Yeah. I I definitely see that a a ton because Wes and I, we both Teach essentially programming for a living. That's, like, been our career for a long time. And and being able to to always make sure people are Aware of what's going on beneath the surface, even beneath that surface, usually provides more context, More understanding people aren't going to be hitting an error message and be like, I want what the hell do I knew now? I I got an error. It doesn't work.

Scott Tolinski

Well, would do you have any tips for Learning things deeply, it it just you find

Guest 2

documentation. You find the books and you read. You just stick your mind to it, or do you have any, tips? The Big thing that I try to do is not have anything that I'm, like, staring at regularly that I don't know what it is or understand.

Guest 2

And if you're not actively trying to do this, your life will just be full of stuff you don't understand. Like, you know, if you're reading, like, a fiction book and you there's a word you don't know, your brain sort of just, like, glosses over it, That's not a big deal. That's not what I'm talking about. But in, like, a computer program that you're editing, if there's, like, a concept or some class or some import or something Or some, like, little bit of syntax, and you have maybe a guess, but you don't really know what it is. Actually, just like taking the time to dig in and, like, really nail down your understanding of that thing.

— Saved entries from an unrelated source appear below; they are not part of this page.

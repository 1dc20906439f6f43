//! Cleanup of recognized ability labels.

use regex::Regex;
use std::sync::LazyLock;
use tracing::{error, info};

use crate::correction::CorrectionRuleSet;
use crate::language::Language;
use crate::symbols::GLYPHS;

static LEADING_DIGIT_REGEX: LazyLock<Regex> = LazyLock::new(|| Regex::new(r"^\d ").expect("leading digit regex is valid"));
static TRAILING_JUNK_REGEX: LazyLock<Regex> =
    LazyLock::new(|| Regex::new(r#"(\w) ?[.;7|>»”©("=~_]{1,2}$"#).expect("trailing junk regex is valid"));

static ENGLISH_FIXES: LazyLock<Vec<(Regex, &'static str)>> = LazyLock::new(|| {
    compile(&[
        (r"^l", "I"),
        (r"\b[IL]M\b", "I'M"),
        (r"(^|\s)['’IP]?LL\b", "${1}I'LL"),
        (r"ITLL", "IT'LL"),
        // Plural possessive uses a plain quote
        (r"([A-Z]S)’(\s)", "${1}'${2}"),
    ])
});

static FRENCH_FIXES: LazyLock<Vec<(Regex, &'static str)>> = LazyLock::new(|| {
    compile(&[
        (r"A ?!(.{3,})", "AI${1}"),
        // French puts a space before ! and ?
        (r"(^|[^?! ])([!?])", "${1} ${2}"),
        (r"\bCA\b", "ÇA"),
        (r"\bCAVA\b", "ÇA VA"),
        (r"\bTRES\b", "TRÈS"),
        (r"\bJY\b", "J'Y"),
    ])
});

static ITALIAN_FIXES: LazyLock<Vec<(Regex, &'static str)>> = LazyLock::new(|| compile(&[(r"[1I]0", "IO")]));

fn compile(rules: &[(&str, &'static str)]) -> Vec<(Regex, &'static str)> {
    rules
        .iter()
        .map(|(pattern, replacement)| (Regex::new(pattern).expect("label fix is valid"), *replacement))
        .collect()
}

fn apply_all(text: String, fixes: &[(Regex, &'static str)]) -> String {
    fixes
        .iter()
        .fold(text, |text, (pattern, replacement)| pattern.replace_all(&text, *replacement).into_owned())
}

/// Turns a recognized label into an uppercase ability name.
pub fn clean_label(raw: &str, rules: &CorrectionRuleSet) -> String {
    let punctuated = rules.correct_punctuation(&raw.replace("''", "'").replace('ß', "ẞ"));
    let mut name = punctuated
        .trim_matches(GLYPHS)
        .trim_start_matches(['-', '+', '*', '_', '.', '…', ' '])
        .trim_end_matches([' ', '%', ':'])
        .to_uppercase();

    name = LEADING_DIGIT_REGEX.replace(&name, "").into_owned();
    name = TRAILING_JUNK_REGEX.replace(&name, "${1}").into_owned();

    match rules.language() {
        Language::English => apply_all(name.replace('|', "I"), &ENGLISH_FIXES),
        Language::French => apply_all(name, &FRENCH_FIXES),
        Language::German => {
            // Periods at the end are misreads, ellipses are real
            let name = if name.ends_with('.') && !name.ends_with("...") {
                name.trim_end_matches('.').to_string()
            } else {
                name
            };
            name.replace('’', "'")
        }
        Language::Italian => apply_all(name.replace('|', "I"), &ITALIAN_FIXES).replace('’', "'"),
    }
}

/// The uppercase word runs in the printed rules text, which are the ability names.
///
/// Some cards print their names in mixed case with a `\ ` between name and
/// effect; the part before the backslash counts as uppercase then.
pub fn label_names_in_rules_text(rules_text: &str) -> Vec<String> {
    let normalized = match rules_text.find("\\ ") {
        Some(index) => format!("{}{}", rules_text[..index].to_uppercase(), &rules_text[index + 1..]),
        None => rules_text.to_string(),
    };

    let mut names = Vec::new();
    let mut current: Vec<&str> = Vec::new();
    for word in normalized.split_whitespace() {
        if is_upper(word) {
            current.push(word);
        } else if !current.is_empty() {
            names.push(current.join(" "));
            current.clear();
        }
    }
    names
}

/// Uppercase with at least one cased character, like Python's `str.isupper`.
fn is_upper(word: &str) -> bool {
    word.chars().any(char::is_alphabetic) && !word.chars().any(char::is_lowercase)
}

/// Puts back spaces the recognizer dropped, using the printed name at the same
/// position. Gives up after a few mismatching characters, since the printed
/// name may belong to a different ability.
pub fn restore_missing_spaces(name: &str, index: usize, printed_names: &[String]) -> String {
    let Some(printed) = printed_names.get(index) else {
        error!(
            "Trying to read printed ability name index {} but there are only {} names",
            index,
            printed_names.len()
        );
        return name.to_string();
    };

    let printed: Vec<char> = printed.chars().collect();
    let mut corrected: Vec<char> = name.chars().collect();
    let mut mismatches = 0;
    let mut position = 0;
    while position < printed.len().min(corrected.len()) {
        let expected = printed[position];
        let actual = corrected[position];
        if expected == ' ' && actual != ' ' {
            corrected.insert(position, ' ');
        } else if expected != actual {
            mismatches += 1;
            if mismatches == 4 {
                info!(
                    "Too many mismatches between printed ability name {:?} and {:?}, not restoring spaces",
                    printed.iter().collect::<String>(),
                    name
                );
                return name.to_string();
            }
        }
        position += 1;
    }
    corrected.into_iter().collect()
}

That's, like, I'd say the biggest thing that I personally really lean on.

Guest 2

And I find that it has this compounding effect because If you actually understand every character in the file, like, every line of code, and you really, really understand what it does, then it compounds, like, the mental model that you're building of the program.

Guest 2

Like, that mental model is just gonna be a lot stronger, and it's like building that understanding of those individual concepts that are making the thing up as well. So, yeah, that's, like, the main tip that I would, That that's fantastic advice.

Wes Bos

Alright. Last thing we'll do here, we want a shameless Plug for you. Shameless plug. Plug ins. Everyone should go try plug ins. Awesome. Again, I've I've played with it a little bit here and there, but definitely gonna Check it out a little bit more after this. Thank you so much for coming on. I really appreciate all your time and insights into this. It's fantastic. Thanks, guys. Yeah. Thank you so much. Alright. Peace.